O texto da emenda apresentada pelo PT insere no Art. 8º do PLC, aprovado no Senado e remetido à Câmara dos Deputados, a garantia de que o congelamento dos salários dos servidores públicos “não se aplica aos trabalhadores da educação pública”.

Na justificativa, os parlamentares alegam que “não é justo que o governo federal imponha o congelamento salarial dos servidores públicos, penalize esses trabalhadores que já não são devidamente valorizados, bem como impor uma severa restrição à realização de concursos públicos como condição para auxiliar financeiramente os estados e os municípios, em um momento em que todos os esforços deveriam estar direcionados para o fortalecimento do Sistema Único de Saúde, a preservação dos empregos e da renda dos trabalhadores e a sustentabilidade das pequenas e médias empresas”.

Destacam ainda que a emenda “busca mitigar os efeitos desse ataque ao funcionalismo público, derivado da cartilha ultraneoliberal do ministro Paulo Guedes”. Reforçam que os trabalhadores da educação pública, tanto da educação básica como da educação superior, estão exercendo um papel fundamental durante a pandemia e o período de isolamento social, e “exercerão um papel ainda mais fundamental quando encerrado o período de isolamento, no processo de acolhimento dos estudantes, de reposição das aulas e de efetivação do direito à educação”.

Assinaram a emenda, nesta ordem, os deputados Enio Verri (PT-PR), líder do PT, Patrus Ananias (PT-MG), Wolney Queiroz (PDT-PE), líder do PDT; Alessandro Molo (PSB-RJ), líder do PSB; Celso Sabino (PSDB-PA), Perpétua Almeida (PCdoB-AC), líder do PCdoB; Jorge Solla (PT-BA); Waldenor Pereira (PT-BA); Professora Rosa (PT-MT); José Guimarães (PT-CE), líder do Bloco Minoria na Câmara; Alencar Santana (PT-SP); Rogério Correia (PT-MG).

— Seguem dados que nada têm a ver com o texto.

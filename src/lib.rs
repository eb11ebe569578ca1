pub mod commands;
pub mod config;
pub mod error;
pub mod text;
pub mod time;
pub mod units;

use clap::ValueEnum;
use serde::{Deserialize, Serialize};

#[derive(Clone, Copy, ValueEnum, Debug, Default, Serialize, Deserialize, PartialEq, Eq)]
#[serde(rename_all = "lowercase")]
pub enum OutputFormat {
    #[default]
    Text,
    Json,
}
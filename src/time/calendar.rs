use crate::error::{Error, Result};
use chrono::{DateTime, Local, NaiveDate, NaiveDateTime, TimeZone, Utc};
use chrono_tz::Tz;
use std::fmt::{Display, Write};

const DATE_TIME_FORMATS: [&str; 3] =
    ["%Y-%m-%d %H:%M:%S", "%Y-%m-%dT%H:%M:%S", "%Y-%m-%d %H:%M"];
pub const OUTPUT_FORMAT: &str = "%Y-%m-%d %H:%M:%S";

// chrono reports a bad strftime specifier as fmt::Error, which to_string() would panic on
fn render(formatted: impl Display, format: &str) -> Result<String> {
    let mut out = String::new();
    write!(out, "{}", formatted)
        .map_err(|_| Error::format(format, "unsupported date format specifier"))?;
    Ok(out)
}

fn parse_timezone(name: &str) -> Result<Tz> {
    name.trim().parse::<Tz>().map_err(|_| Error::InvalidTimezone {
        name: name.to_string(),
    })
}

/// Parse `YYYY-MM-DD[ HH:MM[:SS]]` text; a bare date means midnight.
pub fn parse_date_time(input: &str) -> Result<NaiveDateTime> {
    let text = input.trim();

    for format in DATE_TIME_FORMATS {
        if let Ok(dt) = NaiveDateTime::parse_from_str(text, format) {
            return Ok(dt);
        }
    }

    NaiveDate::parse_from_str(text, "%Y-%m-%d")
        .ok()
        .and_then(|d| d.and_hms_opt(0, 0, 0))
        .ok_or_else(|| Error::InvalidDate {
            input: input.to_string(),
        })
}

/// Hours from `start` to `end`; 0 when `start` is later than `end`.
pub fn hours_between(start: &str, end: &str) -> Result<f64> {
    let start = parse_date_time(start)?;
    let end = parse_date_time(end)?;

    if start > end {
        return Ok(0.0);
    }
    Ok((end - start).num_seconds() as f64 / 3600.0)
}

/// Absolute number of whole days between two dates.
pub fn days_between(a: &str, b: &str) -> Result<i64> {
    let a = parse_date_time(a)?;
    let b = parse_date_time(b)?;
    Ok((b - a).num_days().abs())
}

/// Every day from `start` through `end`, rendered with a strftime `format`.
pub fn date_range(start: &str, end: &str, format: &str) -> Result<Vec<String>> {
    let start = parse_date_time(start)?.date();
    let end = parse_date_time(end)?.date();

    start
        .iter_days()
        .take_while(|day| *day <= end)
        .map(|day| render(day.format(format), format))
        .collect()
}

/// Full years between a `DD-MM-YYYY` birth date and `today`.
pub fn age_on(date_of_birth: &str, today: NaiveDate) -> Result<u32> {
    let dob = NaiveDate::parse_from_str(date_of_birth.trim(), "%d-%m-%Y").map_err(|_| {
        Error::InvalidDate {
            input: date_of_birth.to_string(),
        }
    })?;

    // None when the birth date is in the future
    Ok(today.years_since(dob).unwrap_or(0))
}

pub fn age(date_of_birth: &str) -> Result<u32> {
    age_on(date_of_birth, Local::now().date_naive())
}

/// Whole hours between `created` and `now`, in either direction.
pub fn hours_since_at(created: &str, now: NaiveDateTime) -> Result<i64> {
    let created = parse_date_time(created)?;
    Ok((now - created).num_hours().abs())
}

pub fn hours_since(created: &str) -> Result<i64> {
    hours_since_at(created, Local::now().naive_local())
}

/// Render a Unix timestamp (UTC, seconds) with a strftime `format`.
pub fn timestamp_to_date(timestamp: i64, format: &str) -> Result<String> {
    let dt = DateTime::from_timestamp(timestamp, 0).ok_or_else(|| Error::InvalidDate {
        input: timestamp.to_string(),
    })?;
    render(dt.format(format), format)
}

/// Wall-clock `date` in zone `tz` as a UTC `YYYY-MM-DD HH:MM:SS` string.
///
/// Ambiguous times at a DST fall-back resolve to the earlier instant;
/// times skipped by a spring-forward gap are an [`Error::InvalidDate`].
pub fn local_to_utc(tz: &str, date: &str) -> Result<String> {
    let zone = parse_timezone(tz)?;
    let naive = parse_date_time(date)?;
    let local = zone
        .from_local_datetime(&naive)
        .earliest()
        .ok_or_else(|| Error::InvalidDate {
            input: date.to_string(),
        })?;
    Ok(local.with_timezone(&Utc).format(OUTPUT_FORMAT).to_string())
}

/// UTC `date` as wall-clock `YYYY-MM-DD HH:MM:SS` in zone `tz`.
pub fn utc_to_local(tz: &str, date: &str) -> Result<String> {
    let zone = parse_timezone(tz)?;
    let naive = parse_date_time(date)?;
    Ok(Utc
        .from_utc_datetime(&naive)
        .with_timezone(&zone)
        .format(OUTPUT_FORMAT)
        .to_string())
}

#[cfg(test)]
mod tests {
    use super::*;

    #[test]
    fn test_parse_date_time_forms() {
        assert!(parse_date_time("2026-01-07 18:30:00").is_ok());
        assert!(parse_date_time("2026-01-07T18:30:00").is_ok());
        let midnight = parse_date_time("2026-01-07").unwrap();
        assert_eq!(midnight.to_string(), "2026-01-07 00:00:00");
        assert!(matches!(
            parse_date_time("07/01/2026"),
            Err(Error::InvalidDate { .. })
        ));
    }

    #[test]
    fn test_hours_between() {
        assert_eq!(
            hours_between("2026-01-07 09:00:00", "2026-01-07 17:30:00").unwrap(),
            8.5
        );
        assert_eq!(hours_between("2026-01-08", "2026-01-07").unwrap(), 0.0);
    }

    #[test]
    fn test_days_between_is_absolute() {
        assert_eq!(days_between("2026-01-01", "2026-01-31").unwrap(), 30);
        assert_eq!(days_between("2026-01-31", "2026-01-01").unwrap(), 30);
    }

    #[test]
    fn test_date_range_inclusive() {
        let days = date_range("2026-02-27", "2026-03-02", "%d/%m").unwrap();
        assert_eq!(days, vec!["27/02", "28/02", "01/03", "02/03"]);
        assert!(date_range("2026-03-02", "2026-03-01", "%F").unwrap().is_empty());
    }

    #[test]
    fn test_age_on() {
        let today = NaiveDate::from_ymd_opt(2026, 10, 19).unwrap();
        assert_eq!(age_on("19-10-1990", today).unwrap(), 36);
        assert_eq!(age_on("20-10-1990", today).unwrap(), 35);
        assert_eq!(age_on("01-01-2030", today).unwrap(), 0);
        assert!(age_on("1990-10-19", today).is_err());
    }

    #[test]
    fn test_date_range_bad_format_is_error() {
        let err = date_range("2026-01-01", "2026-01-02", "%Q").unwrap_err();
        assert!(err.is_format());
    }

    #[test]
    fn test_hours_since_at_is_absolute() {
        let now = parse_date_time("2026-10-19 12:00:00").unwrap();
        assert_eq!(hours_since_at("2026-10-18 09:30:00", now).unwrap(), 26);
        assert_eq!(hours_since_at("2026-10-19 15:59:00", now).unwrap(), 3);
        assert!(hours_since_at("yesterday", now).is_err());
        assert!(hours_since("2000-01-01").unwrap() > 0);
    }

    #[test]
    fn test_timestamp_to_date() {
        assert_eq!(timestamp_to_date(0, "%Y-%m-%d").unwrap(), "1970-01-01");
        assert_eq!(
            timestamp_to_date(1_767_225_600, OUTPUT_FORMAT).unwrap(),
            "2026-01-01 00:00:00"
        );
        assert!(matches!(
            timestamp_to_date(i64::MAX, "%F"),
            Err(Error::InvalidDate { .. })
        ));
        assert!(timestamp_to_date(0, "%Q").unwrap_err().is_format());
    }

    #[test]
    fn test_local_to_utc() {
        assert_eq!(
            local_to_utc("Europe/London", "2026-07-01 12:00:00").unwrap(),
            "2026-07-01 11:00:00"
        );
        assert_eq!(
            local_to_utc("Asia/Kolkata", "2026-01-01 05:30:00").unwrap(),
            "2026-01-01 00:00:00"
        );
        // 01:30 happens twice on 2026-11-01 in New York; the EDT reading wins
        assert_eq!(
            local_to_utc("America/New_York", "2026-11-01 01:30:00").unwrap(),
            "2026-11-01 05:30:00"
        );
    }

    #[test]
    fn test_local_to_utc_in_dst_gap() {
        // clocks jump from 02:00 to 03:00 on 2026-03-08 in New York
        let err = local_to_utc("America/New_York", "2026-03-08 02:30:00").unwrap_err();
        assert!(matches!(err, Error::InvalidDate { .. }));
    }

    #[test]
    fn test_utc_to_local() {
        assert_eq!(
            utc_to_local("Australia/Melbourne", "2026-01-01 00:00:00").unwrap(),
            "2026-01-01 11:00:00"
        );
        assert_eq!(utc_to_local("UTC", "2026-01-01").unwrap(), "2026-01-01 00:00:00");
    }

    #[test]
    fn test_unknown_timezone() {
        let err = utc_to_local("Mars/Olympus", "2026-01-01 00:00:00").unwrap_err();
        assert_eq!(
            err,
            Error::InvalidTimezone {
                name: "Mars/Olympus".to_string()
            }
        );
        assert!(local_to_utc("", "2026-01-01").is_err());
    }
}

Deputados aprovam reajuste também para outras categorias

Os deputados decidiram manter as exceções estabelecidas no texto do Senado, que previa que, mesmo diante da crise causada pela Covid-19, será concedido reajuste de salários aos servidores da segurança pública, inclusive das Forças Armadas e profissionais da saúde. E incluíram na lista de ressalvas, além de policiais federais, trabalhadores de limpeza urbana e de assistência social.

Também acrescentaram policiais legislativos, agentes socioeducativos, técnicos e peritos criminais, além de professores da rede pública federal, estadual e municipal. Inicialmente, o governo queria excluir apenas os profissionais que atuavam diretamente no combate à pandemia.

O relatório do PLC 39, aprovado pela Câmara dos Deputados com o reajuste salarial para as categorias citadas, será apreciado ainda hoje (06.05) pelo Senado Federal. O Plenário do Senado poderá aprovar esse relatório ou fazer ainda alterações no texto.